Automating a spice worker in a city had it just sit there, even when there were spice tiles available in the cities BFC without harvestesrs.

That is weird in two ways. After thinking about it more, the AI does not realize it will get any income from harvesters outside the BFC; the AI accounts for corporation income, so it used to work. I did not change the AI to look at the new system of buildings directly generating yield, so that is probably the reason.

It is a little more weird that the AI won't build a harvester inside the BFC. In this case, it still has to see the regular commerce income from working the tile. Maybe it just decides that the regular commerce income alone, is exceeded by some other use for that population point, so there is no point in building the improvement.

I will study how corporation yields affect the decision about building improvements, and copy that for building yields.
 
the AI accounts for corporation income, so it used to work. I did not change the AI to look at the new system of buildings directly generating yield, so that is probably the reason.

I agree that this is a very likely cause.
Even if it is insufficient workers, these could be related; the AI might build more workers if it sees lots of unconnected bonus resources that it puts a value on.
Maybe it just decides that the regular commerce income alone, is exceeded by some other use for that population point, so there is no point in building the improvement.
It could make sense for a worker to think that some other tile was worth improving over a harvester tile.

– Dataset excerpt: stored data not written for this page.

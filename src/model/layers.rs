//! Layer helpers shared by the generator and discriminator

use tch::{nn, Tensor};

/// Standard deviation of the normal weight initialization
pub const INIT_STDDEV: f64 = 0.02;

fn weight_init() -> nn::Init {
    nn::Init::Randn {
        mean: 0.0,
        stdev: INIT_STDDEV,
    }
}

/// 2D convolution with N(0, 0.02) weights and zero bias
pub fn conv2d<'a, P: std::borrow::Borrow<nn::Path<'a>>>(
    p: P,
    c_in: i64,
    c_out: i64,
    kernel: i64,
    stride: i64,
    padding: i64,
) -> nn::Conv2D {
    let cfg = nn::ConvConfig {
        stride,
        padding,
        ws_init: weight_init(),
        bs_init: nn::Init::Const(0.0),
        ..Default::default()
    };
    nn::conv2d(p, c_in, c_out, kernel, cfg)
}

/// Stride-2 transposed convolution that exactly doubles the spatial size
/// (kernel 3, padding 1, output padding 1)
pub fn upconv2d<'a, P: std::borrow::Borrow<nn::Path<'a>>>(
    p: P,
    c_in: i64,
    c_out: i64,
) -> nn::ConvTranspose2D {
    let cfg = nn::ConvTransposeConfig {
        stride: 2,
        padding: 1,
        output_padding: 1,
        ws_init: weight_init(),
        bs_init: nn::Init::Const(0.0),
        ..Default::default()
    };
    nn::conv_transpose2d(p, c_in, c_out, 3, cfg)
}

/// Instance normalization without affine parameters or running statistics
pub fn instance_norm(xs: &Tensor) -> Tensor {
    xs.instance_norm::<Tensor>(None, None, None, None, true, 0.1, 1e-5, false)
}

/// Leaky ReLU with a negative slope of 0.2
pub fn leaky_relu(xs: &Tensor) -> Tensor {
    xs.maximum(&(xs * 0.2))
}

It does not make sense for a worker (or spice worker) to think that not building any improvement at all is better than building a harvetser. And a spice worker *can't* build anything except harvesters.

The automated worker was (sometimes) going back into the city and staying there, in the same way that an automated worker does when there are no more valid targets. (Eg: in vanilla if you set a workers to "improve trade network", and every single tile in your empire has railroads and bonus improvements (pasture/mine/farm/plantation/etc.) built, then that automated worker will return to a city and stay there until a new mission becomes available.)

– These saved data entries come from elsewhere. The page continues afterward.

//! Training module for CartoonGAN
//!
//! This module provides:
//! - The two-phase training orchestrator (pretraining, adversarial training)
//! - Loss functions (BCE against batch roles, feature-space L1)
//! - Multi-step learning-rate schedule
//! - Loss history bookkeeping

mod history;
mod losses;
mod schedule;
mod trainer;

pub use history::{LossAccumulator, LossKind, TrainingHistory};
pub use losses::{
    adversarial_loss, content_loss, discriminator_loss, BatchRole, DiscriminatorLoss,
};
pub use schedule::MultiStepLr;
pub use trainer::{
    adversarial_step, reconstruction_step, EntryPoint, Optimizers, StepLosses, Trainer,
    TrainingConfig, TrainingData, TrainingPhase,
};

So the "return to city" effect means the AI doesn't see any more worker missions worth building.
 
So the "return to city" effect means the AI doesn't see any more worker missions worth building.

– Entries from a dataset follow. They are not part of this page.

//! CartoonGAN photo-to-cartoon training
//!
//! Main entry point providing CLI interface for:
//! - Building edge-promoted target pairs
//! - Training the CartoonGAN model
//! - Stylizing photos with a trained generator

use std::path::{Path, PathBuf};

use anyhow::{Context, Result};
use clap::{Parser, Subcommand};
use tracing::{debug, info, warn};

use cartoongan::{
    data::{edge_promote_dir, needs_edge_promotion, DataLoader, ImageFolder},
    model::CartoonGan,
    training::{EntryPoint, LossKind, Trainer, TrainingData},
    transfer::Stylizer,
    utils::{ensure_config_exists, setup_logging, ComputeContext, Config, FsCheckpointStore, PngSink},
};

/// CartoonGAN: turn photos into cartoons
#[derive(Parser)]
#[command(name = "cartoongan")]
#[command(version = "0.1.0")]
#[command(about = "Train and apply a CartoonGAN photo-to-cartoon generator")]
struct Cli {
    /// Verbosity level (overridden by RUST_LOG)
    #[arg(short, long, global = true, default_value = "info")]
    verbosity: String,

    #[command(subcommand)]
    command: Commands,
}

#[derive(Subcommand)]
enum Commands {
    /// Train the CartoonGAN model
    Train {
        /// Path to configuration file (TOML or JSON)
        #[arg(short, long, default_value = "config.toml")]
        config: PathBuf,

        /// Run name
        #[arg(long)]
        name: Option<String>,

        /// Adversarial training epochs
        #[arg(short, long)]
        epochs: Option<usize>,

        /// Pretraining epochs
        #[arg(long)]
        pretrain_epochs: Option<usize>,

        /// Batch size
        #[arg(short, long)]
        batch_size: Option<usize>,

        /// Device: auto, cpu, cuda, cuda:N or mps
        #[arg(short, long)]
        device: Option<String>,

        /// Generator checkpoint to resume from (skips pretraining)
        #[arg(long)]
        generator: Option<PathBuf>,

        /// Discriminator checkpoint to resume from
        #[arg(long)]
        discriminator: Option<PathBuf>,

        /// Pretrained VGG19 weights
        #[arg(long)]
        vgg: Option<PathBuf>,

        /// Results directory
        #[arg(short, long)]
        output: Option<PathBuf>,
    },

    /// Build [cartoon | edge-smoothed] pairs from a directory of cartoons
    EdgePromote {
        /// Directory of cartoon images
        #[arg(short, long)]
        input: PathBuf,

        /// Output directory for the pairs
        #[arg(short, long)]
        output: PathBuf,

        /// Side length of each half
        #[arg(short, long, default_value = "256")]
        size: i64,
    },

    /// Stylize a directory of photos with a trained generator
    Transfer {
        /// Generator checkpoint
        #[arg(short, long)]
        generator: PathBuf,

        /// Directory of photos
        #[arg(short, long)]
        input: PathBuf,

        /// Output directory
        #[arg(short, long)]
        output: PathBuf,

        /// Resize photos to a square of this side (default: keep size)
        #[arg(short, long)]
        size: Option<i64>,

        /// Configuration holding the generator architecture
        #[arg(short, long)]
        config: Option<PathBuf>,

        /// Device: auto, cpu, cuda, cuda:N or mps
        #[arg(short, long, default_value = "auto")]
        device: String,
    },

    /// Write the default configuration file (an existing file is kept)
    Init {
        /// Output configuration file path
        #[arg(short, long, default_value = "config.toml")]
        output: PathBuf,
    },
}

fn main() -> Result<()> {
    let cli = Cli::parse();
    setup_logging(&cli.verbosity);

    match cli.command {
        Commands::Train {
            config,
            name,
            epochs,
            pretrain_epochs,
            batch_size,
            device,
            generator,
            discriminator,
            vgg,
            output,
        } => {
            let mut config = load_config(&config)?;
            if let Some(name) = name {
                config.name = name;
            }
            if let Some(epochs) = epochs {
                config.training.train_epoch = epochs;
            }
            if let Some(epochs) = pretrain_epochs {
                config.training.pre_train_epoch = epochs;
            }
            if let Some(batch_size) = batch_size {
                config.data.batch_size = batch_size;
            }
            if let Some(device) = device {
                config.training.device = device;
            }
            if generator.is_some() {
                config.checkpoint.latest_generator_model = generator;
            }
            if discriminator.is_some() {
                config.checkpoint.latest_discriminator_model = discriminator;
            }
            if vgg.is_some() {
                config.model.vgg_model = vgg;
            }
            if output.is_some() {
                config.results_dir = output;
            }
            train(config)?;
        }
        Commands::EdgePromote {
            input,
            output,
            size,
        } => {
            let written = edge_promote_dir(&input, &output, size)?;
            info!("Wrote {} pairs to {}", written, output.display());
        }
        Commands::Transfer {
            generator,
            input,
            output,
            size,
            config,
            device,
        } => {
            let config = match config {
                Some(path) => load_config(&path)?,
                None => Config::default(),
            };
            let ctx = ComputeContext::resolve(&device)?;
            let stylizer = Stylizer::load(
                config.model_config().generator,
                &ctx,
                &FsCheckpointStore,
                &generator,
            )?;
            stylizer.stylize_dir(&input, &output, size, &PngSink)?;
        }
        Commands::Init { output } => {
            let config = ensure_config_exists(&output)?;
            info!("Configuration for run '{}' at {}", config.name, output.display());
        }
    }

    Ok(())
}

fn load_config(path: &Path) -> Result<Config> {
    if path.exists() {
        Config::load(path).with_context(|| format!("failed to read config {}", path.display()))
    } else {
        info!("Config file {} not found, using defaults", path.display());
        Ok(Config::default())
    }
}

/// Train the CartoonGAN model
fn train(config: Config) -> Result<()> {
    config.validate()?;
    let ctx = ComputeContext::resolve(&config.training.device)?;
    info!("Using device: {:?}", ctx.device());

    let data = &config.data;
    let size = data.input_size;

    // Build the target pairs on first use
    let pair_dir = data.tgt_data.join(&data.pair_split);
    if needs_edge_promotion(&pair_dir) {
        info!("Pair split {} is missing, running edge promotion", pair_dir.display());
        edge_promote_dir(&data.tgt_data.join(&data.train_split), &pair_dir, size)?;
    }

    let source = ImageFolder::open_square(&data.src_data, &data.train_split, size)?;
    let target = ImageFolder::open_pairs(&data.tgt_data, &data.pair_split, size)?;
    debug!("Source classes: {:?}, target classes: {:?}", source.classes(), target.classes());
    let test = match ImageFolder::open_square(&data.src_data, &data.test_split, size) {
        Ok(folder) => Some(DataLoader::from_folder(folder, 1, true, false)),
        Err(e) => {
            warn!("No test photos, samples use training photos only: {}", e);
            None
        }
    };

    let mut training_data = TrainingData::new(
        DataLoader::from_folder(source, data.batch_size, true, true),
        DataLoader::from_folder(target, data.batch_size, true, true),
        test,
    )?;

    let mut model = CartoonGan::new(config.model_config(), &ctx, config.model.vgg_model.as_deref())?;
    let entry = EntryPoint::from_checkpoints(
        config.checkpoint.latest_generator_model.clone(),
        config.checkpoint.latest_discriminator_model.clone(),
    );

    let training_config = config.training_config();
    let results_dir = training_config.results_dir.clone();
    std::fs::create_dir_all(&results_dir)?;
    config.save(results_dir.join("config.toml"))?;

    let mut trainer = Trainer::new(training_config);
    let history = trainer.run(&mut model, &entry, &mut training_data)?;

    info!(
        "Training complete. Final D_loss: {:.4}, G_loss: {:.4}, Con_loss: {:.4}",
        history.adversarial.latest(LossKind::Discriminator).unwrap_or(0.0),
        history.adversarial.latest(LossKind::Generator).unwrap_or(0.0),
        history.adversarial.latest(LossKind::Content).unwrap_or(0.0)
    );
    info!("Results saved to {}", results_dir.display());

    Ok(())
}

I agree. Please keep in mind that in general, an improvement in the BFC which is not worked, does not contribute anything. (Exceptions such as linking a resource.) So my point was only that the AI is probably thinking the population point to work that resource is probably better spent somewhere else. Rather than tying up the worker on an improvement it can't use right now, it leaves the worker idle.

It probably isn't worthwhile to dig into that any further; let me make the AI place the same value on spice from a building, as it used to place on spice for a corporation. Then all the problems may go away.
 
Rather than tying up the worker on an improvement it can't use right now, it leaves the worker idle.

I would be surprised if that were what was going on; that would be very bad worker AI.
And I have not observed that in vanilla or any mods for normal on-land terrain. I have only ever observed the idle worker when there were *no* valid improvements that could be built.

The AI always keeps building the "best" improvements possible on all of its BFC tiles, whether or not the city is big enough to actually work the tile or not.

The vanilla worker AI will prioritize tiles that need to be worked, or improvements that the nearby city is short of, but once its done with those, the AI will build improvements on other BFC tiles. It will never decide that it is better to be idle than to be building improvements - even redundant improvements.

I think that there could be some separate issue for ocean tile worker AI going on here.

let me make the AI place the same value on spice from a building, as it used to place on spice for a corporation. Then all the problems may go away.

I completely agree that this is the first thing that should be tried. Hopefully this will be sufficient.